• Ernest Furchtgott
Part of the The Springer Series in Adult Development and Aging book series (SSAD)


It seems appropriate to conclude our monograph with a review of leisure, which encompasses a variety of activities involving numerous overlapping motives. As with most constructs in the behavioral and social sciences, the definition of leisure is closely associated with the theory espoused by the user (Ajzen, 1991). In many instances, however, researchers depend on the “commonsense” usage of the term (Kelly, 1992), so that leisure is defined as nonobligated time or time left over from work that is necessary to tend to biological needs; the terms leisure and recreation are frequently used synonymously (Driver, Brown, & Peterson, 1991).
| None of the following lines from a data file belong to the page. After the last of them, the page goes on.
//! Behaviour every backend must share, run against each of them.

use super::{payload, read_all};
use crate::dbfs::DbfsFiler;
use crate::error::Error;
use crate::filer::{DeleteMode, Filer, WriteMode, reader_from_bytes};
use crate::local::LocalFiler;
use crate::path::join;
use crate::testing::MemoryRemote;
use crate::volumes::VolumesFiler;
use crate::workspace::WorkspaceFiler;
use std::sync::Arc;
use tempfile::TempDir;

struct Fixture {
    name: &'static str,
    filer: Box<dyn Filer>,
    base: &'static str,
    _temp: Option<TempDir>,
}

impl Fixture {
    fn path(&self, rel: &str) -> String {
        join(self.base, rel)
    }
}

async fn fixtures() -> Vec<Fixture> {
    let temp_dir = TempDir::new().unwrap();
    let local = Fixture {
        name: "local",
        filer: Box::new(LocalFiler::new(temp_dir.path().to_str().unwrap())),
        base: "/",
        _temp: Some(temp_dir),
    };
    let dbfs = Fixture {
        name: "dbfs",
        filer: Box::new(DbfsFiler::new(Arc::new(MemoryRemote::new()), "/")),
        base: "/data",
        _temp: None,
    };
    let workspace = Fixture {
        name: "workspace",
        filer: Box::new(WorkspaceFiler::new(Arc::new(MemoryRemote::new()), "/")),
        base: "/Users/someone",
        _temp: None,
    };
    let volumes = Fixture {
        name: "volumes",
        filer: Box::new(VolumesFiler::new(Arc::new(MemoryRemote::new()), "/")),
        base: "/Volumes/main/default/vol",
        _temp: None,
    };

    let fixtures = vec![local, dbfs, workspace, volumes];
    for f in &fixtures {
        f.filer.mkdir(f.base).await.unwrap();
    }
    fixtures
}

#[tokio::test]
async fn test_write_read_round_trip() {
    // Spans several 1 MiB blocks with a short tail
    let data = payload(2 * 1024 * 1024 + 123);
    for f in fixtures().await {
        let path = f.path("blob.bin");
        f.filer
            .write(&path, reader_from_bytes(data.clone()), WriteMode::default())
            .await
            .unwrap();
        assert_eq!(read_all(f.filer.as_ref(), &path).await, data, "{}", f.name);

        let info = f.filer.stat(&path).await.unwrap();
        assert_eq!(info.name, "blob.bin", "{}", f.name);
        assert!(!info.is_dir, "{}", f.name);
        assert_eq!(info.size, Some(data.len() as i64), "{}", f.name);
    }
}

#[tokio::test]
async fn test_empty_file() {
    for f in fixtures().await {
        let path = f.path("empty");
        f.filer
            .write(&path, reader_from_bytes(Vec::new()), WriteMode::default())
            .await
            .unwrap();
        assert!(read_all(f.filer.as_ref(), &path).await.is_empty(), "{}", f.name);
    }
}

#[tokio::test]
async fn test_overwrite_semantics() {
    for f in fixtures().await {
        let path = f.path("f.txt");
        f.filer
            .write(&path, reader_from_bytes("first"), WriteMode::default())
            .await
            .unwrap();

        let err = f
            .filer
            .write(&path, reader_from_bytes("second"), WriteMode::default())
            .await
            .unwrap_err();
        assert!(matches!(err, Error::FileAlreadyExists(_)), "{}: {err:?}", f.name);
        assert_eq!(read_all(f.filer.as_ref(), &path).await, b"first", "{}", f.name);

        f.filer
            .write(
                &path,
                reader_from_bytes("third"),
                WriteMode::OVERWRITE_IF_EXISTS,
            )
            .await
            .unwrap();
        assert_eq!(read_all(f.filer.as_ref(), &path).await, b"third", "{}", f.name);
    }
}

#[tokio::test]
async fn test_missing_parent() {
    for f in fixtures().await {
        let path = f.path("a/b/c.txt");
        let err = f
            .filer
            .write(&path, reader_from_bytes("x"), WriteMode::default())
            .await
            .unwrap_err();
        assert!(matches!(err, Error::NoSuchDirectory(_)), "{}: {err:?}", f.name);

        f.filer
            .write(
                &path,
                reader_from_bytes("x"),
                WriteMode::CREATE_PARENT_DIRECTORIES,
            )
            .await
            .unwrap();
        assert!(f.filer.stat(&f.path("a/b")).await.unwrap().is_dir, "{}", f.name);
        assert_eq!(read_all(f.filer.as_ref(), &path).await, b"x", "{}", f.name);
    }
}

#[tokio::test]
async fn test_mkdir_is_idempotent() {
    for f in fixtures().await {
        let dir = f.path("x/y");
        f.filer.mkdir(&dir).await.unwrap();
        f.filer.mkdir(&dir).await.unwrap();

        let entries = f.filer.read_dir(&f.path("x")).await.unwrap();
        let names: Vec<_> = entries.iter().map(|e| e.name.as_str()).collect();
        assert_eq!(names, vec!["y"], "{}", f.name);
        assert!(entries[0].is_dir, "{}", f.name);
    }
}

#[tokio::test]
async fn test_read_dir_sorted_unique() {
    for f in fixtures().await {
        for name in ["delta", "alpha", "charlie"] {
            f.filer
                .write(&f.path(name), reader_from_bytes(name), WriteMode::default())
                .await
                .unwrap();
        }
        f.filer.mkdir(&f.path("bravo")).await.unwrap();

        let entries = f.filer.read_dir(f.base).await.unwrap();
        let names: Vec<_> = entries.iter().map(|e| e.name.clone()).collect();
        assert_eq!(
            names,
            vec!["alpha", "bravo", "charlie", "delta"],
            "{}",
            f.name
        );
        assert!(entries[1].is_dir, "{}", f.name);
        assert!(!entries[0].is_dir, "{}", f.name);
    }
}

#[tokio::test]
async fn test_read_dir_errors() {
    for f in fixtures().await {
        let file = f.path("file");
        f.filer
            .write(&file, reader_from_bytes("x"), WriteMode::default())
            .await
            .unwrap();

        let err = f.filer.read_dir(&f.path("missing")).await.unwrap_err();
        assert!(matches!(err, Error::NoSuchDirectory(_)), "{}: {err:?}", f.name);

        let err = f.filer.read_dir(&file).await.unwrap_err();
        assert!(matches!(err, Error::NotADirectory(_)), "{}: {err:?}", f.name);
    }
}

#[tokio::test]
async fn test_read_errors() {
    for f in fixtures().await {
        f.filer.mkdir(&f.path("dir")).await.unwrap();

        let err = f.filer.read(&f.path("missing")).await.err().unwrap();
        assert!(matches!(err, Error::FileDoesNotExist(_)), "{}: {err:?}", f.name);

        let err = f.filer.read(&f.path("dir")).await.err().unwrap();
        assert!(matches!(err, Error::NotAFile(_)), "{}: {err:?}", f.name);
    }
}

#[tokio::test]
async fn test_delete() {
    for f in fixtures().await {
        f.filer
            .write(
                &f.path("d/e/f.txt"),
                reader_from_bytes("x"),
                WriteMode::CREATE_PARENT_DIRECTORIES,
            )
            .await
            .unwrap();

        let err = f
            .filer
            .delete(&f.path("missing"), DeleteMode::default())
            .await
            .unwrap_err();
        assert!(matches!(err, Error::FileDoesNotExist(_)), "{}: {err:?}", f.name);

        let err = f
            .filer
            .delete(&f.path("d"), DeleteMode::default())
            .await
            .unwrap_err();
        assert!(matches!(err, Error::DirectoryNotEmpty(_)), "{}: {err:?}", f.name);

        f.filer
            .delete(&f.path("d"), DeleteMode::RECURSIVE)
            .await
            .unwrap();
        let err = f.filer.stat(&f.path("d/e/f.txt")).await.unwrap_err();
        assert!(matches!(err, Error::FileDoesNotExist(_)), "{}: {err:?}", f.name);
        let err = f.filer.stat(&f.path("d")).await.unwrap_err();
        assert!(matches!(err, Error::FileDoesNotExist(_)), "{}: {err:?}", f.name);
    }
}

#[tokio::test]
async fn test_stat_missing() {
    for f in fixtures().await {
        let err = f.filer.stat(&f.path("nothing")).await.unwrap_err();
        assert!(err.is_not_found(), "{}: {err:?}", f.name);
    }
}

#[tokio::test]
async fn test_escape_is_rejected() {
    for f in fixtures().await {
        let err = f.filer.stat("../outside").await.unwrap_err();
        assert!(matches!(err, Error::PathEscapesRoot(_)), "{}: {err:?}", f.name);
    }
}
Most current theories can be traced back to earlier specu-lations (Mitchell & Mason, 1934, Chapter 3). Gordon, Gaitz, and Scott (1976), in tracing the history of leisure, note that Aristotle differentiated leisure from relaxation; leisure for him was not instrumental in preparation for work, as might be the case with relaxation, but it had intrinsic values that afforded the individual the opportunity to become virtuous, which then leads to happiness. In this conception, virtue may be equivalent to what has later been referred to as serious leisure (Stebbins, 1992, p. 5). Aristotle did not consider amusement a form of leisure, since it only produces temporary pleasures and relief from drudgery. Later, Lord Kames, an eighteenth-century English nobleman and philosopher, defined play as “an occupation engaged in for recreation rather than for business or from necessity” (cited by Mitchell & Mason, 1934, p. 52).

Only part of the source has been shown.